§ **WORK TO COMPLETE**: Give back every line of the material below that has the string "barrier".

§ **RECORDS PROVIDED**:
━━━━━━━━━━

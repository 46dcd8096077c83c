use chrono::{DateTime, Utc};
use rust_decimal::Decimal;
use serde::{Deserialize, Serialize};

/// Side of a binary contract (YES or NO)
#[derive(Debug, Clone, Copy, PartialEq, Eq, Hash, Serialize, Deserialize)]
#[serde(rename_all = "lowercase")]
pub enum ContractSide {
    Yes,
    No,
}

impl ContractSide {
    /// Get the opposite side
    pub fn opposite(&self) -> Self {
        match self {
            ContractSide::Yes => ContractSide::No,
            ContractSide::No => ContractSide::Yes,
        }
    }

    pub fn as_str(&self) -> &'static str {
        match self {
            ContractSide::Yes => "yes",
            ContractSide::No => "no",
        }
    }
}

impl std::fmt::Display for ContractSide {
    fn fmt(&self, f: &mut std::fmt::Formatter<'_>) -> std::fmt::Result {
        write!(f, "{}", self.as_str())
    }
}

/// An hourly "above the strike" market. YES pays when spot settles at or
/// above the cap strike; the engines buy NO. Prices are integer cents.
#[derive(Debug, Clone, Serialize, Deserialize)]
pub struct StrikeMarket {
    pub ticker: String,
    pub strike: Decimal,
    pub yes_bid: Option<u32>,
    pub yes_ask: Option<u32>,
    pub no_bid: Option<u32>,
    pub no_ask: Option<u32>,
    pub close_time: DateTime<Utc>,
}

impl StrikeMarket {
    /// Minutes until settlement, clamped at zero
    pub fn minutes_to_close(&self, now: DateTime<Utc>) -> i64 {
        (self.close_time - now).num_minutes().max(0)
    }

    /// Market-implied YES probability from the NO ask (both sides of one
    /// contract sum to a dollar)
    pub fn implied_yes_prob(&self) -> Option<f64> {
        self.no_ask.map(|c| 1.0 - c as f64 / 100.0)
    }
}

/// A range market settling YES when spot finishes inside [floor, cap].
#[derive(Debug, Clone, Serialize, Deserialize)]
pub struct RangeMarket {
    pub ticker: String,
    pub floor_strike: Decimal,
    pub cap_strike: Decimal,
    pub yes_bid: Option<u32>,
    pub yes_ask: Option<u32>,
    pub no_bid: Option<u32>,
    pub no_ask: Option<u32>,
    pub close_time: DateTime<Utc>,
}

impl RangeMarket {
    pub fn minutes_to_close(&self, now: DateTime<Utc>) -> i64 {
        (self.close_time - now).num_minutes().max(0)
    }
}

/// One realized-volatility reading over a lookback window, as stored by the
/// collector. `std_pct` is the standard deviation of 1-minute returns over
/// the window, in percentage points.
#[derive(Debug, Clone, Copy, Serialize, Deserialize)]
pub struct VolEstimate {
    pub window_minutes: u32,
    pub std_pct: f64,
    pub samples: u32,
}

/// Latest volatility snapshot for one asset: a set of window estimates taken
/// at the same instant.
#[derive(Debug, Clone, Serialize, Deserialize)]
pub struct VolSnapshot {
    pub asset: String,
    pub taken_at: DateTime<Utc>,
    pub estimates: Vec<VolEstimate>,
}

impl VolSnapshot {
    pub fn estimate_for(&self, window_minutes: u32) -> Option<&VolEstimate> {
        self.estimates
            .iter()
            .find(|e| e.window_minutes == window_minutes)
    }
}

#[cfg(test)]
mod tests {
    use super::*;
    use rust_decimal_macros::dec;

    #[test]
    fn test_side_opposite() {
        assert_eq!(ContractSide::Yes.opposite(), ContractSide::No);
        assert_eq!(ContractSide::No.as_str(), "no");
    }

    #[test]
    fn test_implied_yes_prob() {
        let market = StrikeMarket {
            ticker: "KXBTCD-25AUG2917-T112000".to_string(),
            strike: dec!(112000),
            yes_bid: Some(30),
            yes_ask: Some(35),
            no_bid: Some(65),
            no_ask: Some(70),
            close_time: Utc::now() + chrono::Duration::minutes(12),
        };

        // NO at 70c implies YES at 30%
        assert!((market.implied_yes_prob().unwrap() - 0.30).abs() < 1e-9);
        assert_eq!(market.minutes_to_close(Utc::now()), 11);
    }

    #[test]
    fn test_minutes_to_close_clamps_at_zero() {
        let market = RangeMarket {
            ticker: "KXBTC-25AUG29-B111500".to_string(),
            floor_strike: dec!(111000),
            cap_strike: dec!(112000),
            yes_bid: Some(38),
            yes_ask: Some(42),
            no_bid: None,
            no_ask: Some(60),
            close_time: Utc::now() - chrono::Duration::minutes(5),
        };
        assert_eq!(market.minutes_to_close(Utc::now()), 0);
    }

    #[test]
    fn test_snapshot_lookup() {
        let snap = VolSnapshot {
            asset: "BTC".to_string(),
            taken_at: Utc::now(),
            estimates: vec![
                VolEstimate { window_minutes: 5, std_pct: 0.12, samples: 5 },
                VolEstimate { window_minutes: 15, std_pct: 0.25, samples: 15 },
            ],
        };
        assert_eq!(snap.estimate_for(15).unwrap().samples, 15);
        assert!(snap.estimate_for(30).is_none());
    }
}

━━━━━━━━━━

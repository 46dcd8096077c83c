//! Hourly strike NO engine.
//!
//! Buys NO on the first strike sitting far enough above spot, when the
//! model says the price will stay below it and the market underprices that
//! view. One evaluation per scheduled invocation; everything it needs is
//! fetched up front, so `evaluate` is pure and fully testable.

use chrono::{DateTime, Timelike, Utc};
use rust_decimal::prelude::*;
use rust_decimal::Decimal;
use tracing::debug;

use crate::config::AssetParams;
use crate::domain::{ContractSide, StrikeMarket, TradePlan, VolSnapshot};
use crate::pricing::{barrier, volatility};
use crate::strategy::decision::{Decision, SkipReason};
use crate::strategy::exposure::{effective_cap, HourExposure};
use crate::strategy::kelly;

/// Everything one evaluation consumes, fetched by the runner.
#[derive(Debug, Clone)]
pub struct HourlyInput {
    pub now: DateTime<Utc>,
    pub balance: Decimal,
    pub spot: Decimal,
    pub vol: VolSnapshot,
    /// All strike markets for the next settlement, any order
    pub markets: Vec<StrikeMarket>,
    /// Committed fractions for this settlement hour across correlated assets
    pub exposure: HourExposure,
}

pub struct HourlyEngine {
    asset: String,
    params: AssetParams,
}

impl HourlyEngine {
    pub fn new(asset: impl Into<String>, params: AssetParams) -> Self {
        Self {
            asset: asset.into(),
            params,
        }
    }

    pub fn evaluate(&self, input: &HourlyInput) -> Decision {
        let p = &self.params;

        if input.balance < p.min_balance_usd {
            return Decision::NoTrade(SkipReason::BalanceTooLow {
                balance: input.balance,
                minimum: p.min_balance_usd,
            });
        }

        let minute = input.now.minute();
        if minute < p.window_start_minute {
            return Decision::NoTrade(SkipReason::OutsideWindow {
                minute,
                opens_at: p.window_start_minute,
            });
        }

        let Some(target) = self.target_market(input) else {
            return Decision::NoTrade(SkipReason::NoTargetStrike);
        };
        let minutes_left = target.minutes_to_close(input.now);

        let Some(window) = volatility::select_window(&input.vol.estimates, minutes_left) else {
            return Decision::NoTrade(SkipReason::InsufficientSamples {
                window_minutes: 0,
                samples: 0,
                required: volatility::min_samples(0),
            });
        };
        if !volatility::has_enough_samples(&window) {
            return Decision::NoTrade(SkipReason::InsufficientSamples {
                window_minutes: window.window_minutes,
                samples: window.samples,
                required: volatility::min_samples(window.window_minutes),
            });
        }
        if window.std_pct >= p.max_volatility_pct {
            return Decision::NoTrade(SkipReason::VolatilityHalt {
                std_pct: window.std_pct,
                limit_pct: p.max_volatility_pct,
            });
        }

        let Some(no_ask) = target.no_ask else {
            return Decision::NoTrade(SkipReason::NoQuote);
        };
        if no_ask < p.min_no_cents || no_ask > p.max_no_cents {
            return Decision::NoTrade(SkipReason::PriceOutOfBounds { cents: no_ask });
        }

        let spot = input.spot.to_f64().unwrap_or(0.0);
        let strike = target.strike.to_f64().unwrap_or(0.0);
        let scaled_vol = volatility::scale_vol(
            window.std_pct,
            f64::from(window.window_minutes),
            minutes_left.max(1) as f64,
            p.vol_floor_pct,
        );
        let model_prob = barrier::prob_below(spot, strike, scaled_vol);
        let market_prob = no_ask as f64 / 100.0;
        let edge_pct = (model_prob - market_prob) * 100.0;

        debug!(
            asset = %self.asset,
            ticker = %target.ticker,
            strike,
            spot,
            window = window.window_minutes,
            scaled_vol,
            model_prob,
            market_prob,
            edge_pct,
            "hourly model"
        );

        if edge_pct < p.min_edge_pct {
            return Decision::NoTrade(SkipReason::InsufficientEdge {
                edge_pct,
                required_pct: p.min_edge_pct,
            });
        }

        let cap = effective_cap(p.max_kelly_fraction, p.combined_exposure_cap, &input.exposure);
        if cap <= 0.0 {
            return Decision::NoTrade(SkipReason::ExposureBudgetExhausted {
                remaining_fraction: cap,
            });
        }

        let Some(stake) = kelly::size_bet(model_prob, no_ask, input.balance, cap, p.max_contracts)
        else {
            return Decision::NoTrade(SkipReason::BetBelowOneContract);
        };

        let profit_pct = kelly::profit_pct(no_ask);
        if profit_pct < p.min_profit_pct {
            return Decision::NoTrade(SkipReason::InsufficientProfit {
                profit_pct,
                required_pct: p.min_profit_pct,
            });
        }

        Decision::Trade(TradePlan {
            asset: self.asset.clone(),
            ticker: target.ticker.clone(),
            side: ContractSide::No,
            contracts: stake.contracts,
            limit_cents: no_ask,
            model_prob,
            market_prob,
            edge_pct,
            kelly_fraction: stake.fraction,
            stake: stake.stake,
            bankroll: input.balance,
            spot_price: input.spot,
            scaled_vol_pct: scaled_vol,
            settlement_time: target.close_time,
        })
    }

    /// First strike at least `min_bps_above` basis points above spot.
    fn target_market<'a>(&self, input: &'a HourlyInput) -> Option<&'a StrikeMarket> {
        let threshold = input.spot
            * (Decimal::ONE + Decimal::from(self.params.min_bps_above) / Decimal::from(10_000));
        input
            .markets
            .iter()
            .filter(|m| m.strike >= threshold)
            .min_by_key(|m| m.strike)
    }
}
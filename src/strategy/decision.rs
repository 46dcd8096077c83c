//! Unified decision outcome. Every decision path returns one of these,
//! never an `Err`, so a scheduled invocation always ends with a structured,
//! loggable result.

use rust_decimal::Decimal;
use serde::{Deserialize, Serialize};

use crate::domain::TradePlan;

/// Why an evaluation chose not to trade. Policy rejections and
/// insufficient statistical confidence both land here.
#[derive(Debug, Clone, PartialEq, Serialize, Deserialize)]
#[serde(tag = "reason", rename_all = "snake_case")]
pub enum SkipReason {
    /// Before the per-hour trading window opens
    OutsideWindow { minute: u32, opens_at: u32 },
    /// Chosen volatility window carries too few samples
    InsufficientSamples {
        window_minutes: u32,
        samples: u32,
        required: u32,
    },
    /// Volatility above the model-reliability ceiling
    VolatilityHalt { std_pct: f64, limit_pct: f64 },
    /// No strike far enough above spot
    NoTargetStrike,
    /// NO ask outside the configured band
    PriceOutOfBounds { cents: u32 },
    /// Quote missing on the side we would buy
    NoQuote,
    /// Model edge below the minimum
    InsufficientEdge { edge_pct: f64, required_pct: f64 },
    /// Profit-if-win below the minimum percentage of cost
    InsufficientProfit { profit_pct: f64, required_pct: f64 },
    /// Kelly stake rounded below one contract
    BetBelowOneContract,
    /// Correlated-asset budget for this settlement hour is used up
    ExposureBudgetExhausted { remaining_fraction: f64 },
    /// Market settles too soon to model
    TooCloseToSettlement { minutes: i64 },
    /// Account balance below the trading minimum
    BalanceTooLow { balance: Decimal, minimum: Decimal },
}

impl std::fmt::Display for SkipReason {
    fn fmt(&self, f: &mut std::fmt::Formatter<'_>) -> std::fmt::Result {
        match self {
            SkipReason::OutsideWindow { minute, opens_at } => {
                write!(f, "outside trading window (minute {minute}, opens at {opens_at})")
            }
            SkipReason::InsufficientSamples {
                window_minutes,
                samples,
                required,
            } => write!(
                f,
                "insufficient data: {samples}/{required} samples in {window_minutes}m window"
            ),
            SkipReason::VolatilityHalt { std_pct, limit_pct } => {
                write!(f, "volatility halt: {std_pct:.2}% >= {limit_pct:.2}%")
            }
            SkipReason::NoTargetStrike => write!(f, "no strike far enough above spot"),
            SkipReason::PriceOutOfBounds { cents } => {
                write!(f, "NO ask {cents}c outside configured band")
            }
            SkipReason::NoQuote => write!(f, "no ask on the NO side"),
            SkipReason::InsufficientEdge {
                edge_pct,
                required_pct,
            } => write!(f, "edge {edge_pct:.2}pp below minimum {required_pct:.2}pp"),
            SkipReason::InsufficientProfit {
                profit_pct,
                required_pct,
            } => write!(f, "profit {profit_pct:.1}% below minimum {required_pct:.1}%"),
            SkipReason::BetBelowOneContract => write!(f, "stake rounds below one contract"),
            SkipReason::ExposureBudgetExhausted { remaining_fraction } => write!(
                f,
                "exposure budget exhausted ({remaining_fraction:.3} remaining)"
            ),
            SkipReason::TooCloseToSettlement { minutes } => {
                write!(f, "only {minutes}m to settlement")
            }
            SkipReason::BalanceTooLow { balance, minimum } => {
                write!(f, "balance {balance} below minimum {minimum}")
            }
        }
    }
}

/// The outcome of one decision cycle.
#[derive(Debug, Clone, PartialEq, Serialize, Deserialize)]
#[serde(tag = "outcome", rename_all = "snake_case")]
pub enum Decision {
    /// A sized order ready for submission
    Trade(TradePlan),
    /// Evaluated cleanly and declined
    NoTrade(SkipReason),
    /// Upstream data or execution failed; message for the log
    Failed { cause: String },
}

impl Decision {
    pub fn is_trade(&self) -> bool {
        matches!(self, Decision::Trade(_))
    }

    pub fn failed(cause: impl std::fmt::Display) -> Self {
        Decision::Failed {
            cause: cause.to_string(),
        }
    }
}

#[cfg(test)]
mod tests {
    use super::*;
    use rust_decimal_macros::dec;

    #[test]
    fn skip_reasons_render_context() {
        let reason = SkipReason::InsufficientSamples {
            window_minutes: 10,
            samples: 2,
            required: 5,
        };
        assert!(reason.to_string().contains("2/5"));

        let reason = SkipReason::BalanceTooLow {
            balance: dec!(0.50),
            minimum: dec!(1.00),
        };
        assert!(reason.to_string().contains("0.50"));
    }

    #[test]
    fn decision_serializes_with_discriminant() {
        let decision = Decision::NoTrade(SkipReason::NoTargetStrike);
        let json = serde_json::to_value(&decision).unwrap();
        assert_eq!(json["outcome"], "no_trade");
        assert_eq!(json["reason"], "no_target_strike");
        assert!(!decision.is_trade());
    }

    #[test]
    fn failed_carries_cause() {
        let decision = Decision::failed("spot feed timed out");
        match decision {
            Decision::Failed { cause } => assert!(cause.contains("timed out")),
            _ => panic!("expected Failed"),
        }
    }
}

━━━━━━━━━━

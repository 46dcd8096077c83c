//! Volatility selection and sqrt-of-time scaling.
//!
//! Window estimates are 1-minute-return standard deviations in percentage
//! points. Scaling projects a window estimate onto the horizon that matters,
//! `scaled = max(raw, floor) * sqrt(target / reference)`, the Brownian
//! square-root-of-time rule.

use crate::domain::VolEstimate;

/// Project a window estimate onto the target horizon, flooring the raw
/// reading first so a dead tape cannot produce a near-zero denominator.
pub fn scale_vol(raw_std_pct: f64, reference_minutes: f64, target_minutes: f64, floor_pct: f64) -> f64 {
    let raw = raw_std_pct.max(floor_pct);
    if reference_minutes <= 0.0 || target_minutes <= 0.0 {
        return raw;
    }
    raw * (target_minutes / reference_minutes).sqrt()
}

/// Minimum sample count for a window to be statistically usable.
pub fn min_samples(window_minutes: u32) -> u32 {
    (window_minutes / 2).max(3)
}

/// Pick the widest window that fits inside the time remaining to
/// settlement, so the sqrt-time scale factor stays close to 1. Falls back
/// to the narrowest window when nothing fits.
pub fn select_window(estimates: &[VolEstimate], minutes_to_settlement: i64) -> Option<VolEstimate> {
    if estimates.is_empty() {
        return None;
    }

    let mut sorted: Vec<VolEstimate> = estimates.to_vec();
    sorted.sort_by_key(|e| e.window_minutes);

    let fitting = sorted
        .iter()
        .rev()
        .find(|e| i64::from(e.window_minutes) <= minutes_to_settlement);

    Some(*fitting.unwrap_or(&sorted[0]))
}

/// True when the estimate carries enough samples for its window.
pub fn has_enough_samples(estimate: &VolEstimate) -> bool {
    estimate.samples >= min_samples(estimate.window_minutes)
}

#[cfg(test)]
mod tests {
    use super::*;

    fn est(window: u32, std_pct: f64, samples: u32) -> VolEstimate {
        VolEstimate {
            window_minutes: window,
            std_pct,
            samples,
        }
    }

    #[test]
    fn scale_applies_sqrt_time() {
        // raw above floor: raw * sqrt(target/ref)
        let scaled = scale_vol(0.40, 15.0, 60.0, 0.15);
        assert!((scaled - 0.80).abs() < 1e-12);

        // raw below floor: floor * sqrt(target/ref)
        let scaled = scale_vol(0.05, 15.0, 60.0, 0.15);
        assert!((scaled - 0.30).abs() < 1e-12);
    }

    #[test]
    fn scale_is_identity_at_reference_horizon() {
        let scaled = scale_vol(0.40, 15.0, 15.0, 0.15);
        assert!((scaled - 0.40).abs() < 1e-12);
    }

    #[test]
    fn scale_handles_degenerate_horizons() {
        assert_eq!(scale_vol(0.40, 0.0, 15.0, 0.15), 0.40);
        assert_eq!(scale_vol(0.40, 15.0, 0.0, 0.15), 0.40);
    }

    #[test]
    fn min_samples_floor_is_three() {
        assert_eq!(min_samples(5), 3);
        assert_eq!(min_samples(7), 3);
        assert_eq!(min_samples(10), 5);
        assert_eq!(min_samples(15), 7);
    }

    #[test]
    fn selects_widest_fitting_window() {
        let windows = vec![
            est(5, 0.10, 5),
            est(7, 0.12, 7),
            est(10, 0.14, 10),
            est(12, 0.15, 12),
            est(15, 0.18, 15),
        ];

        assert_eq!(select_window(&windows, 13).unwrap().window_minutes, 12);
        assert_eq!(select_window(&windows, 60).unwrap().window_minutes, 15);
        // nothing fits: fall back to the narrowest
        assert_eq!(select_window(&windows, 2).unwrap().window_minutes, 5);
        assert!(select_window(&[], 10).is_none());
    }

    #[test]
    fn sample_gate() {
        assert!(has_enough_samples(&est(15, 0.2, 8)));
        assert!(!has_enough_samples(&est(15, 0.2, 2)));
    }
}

━━━━━━━━━━

§ **THE COMPLETED TASK**:
use crate::pricing::{barrier, volatility};
        let model_prob = barrier::prob_below(spot, strike, scaled_vol);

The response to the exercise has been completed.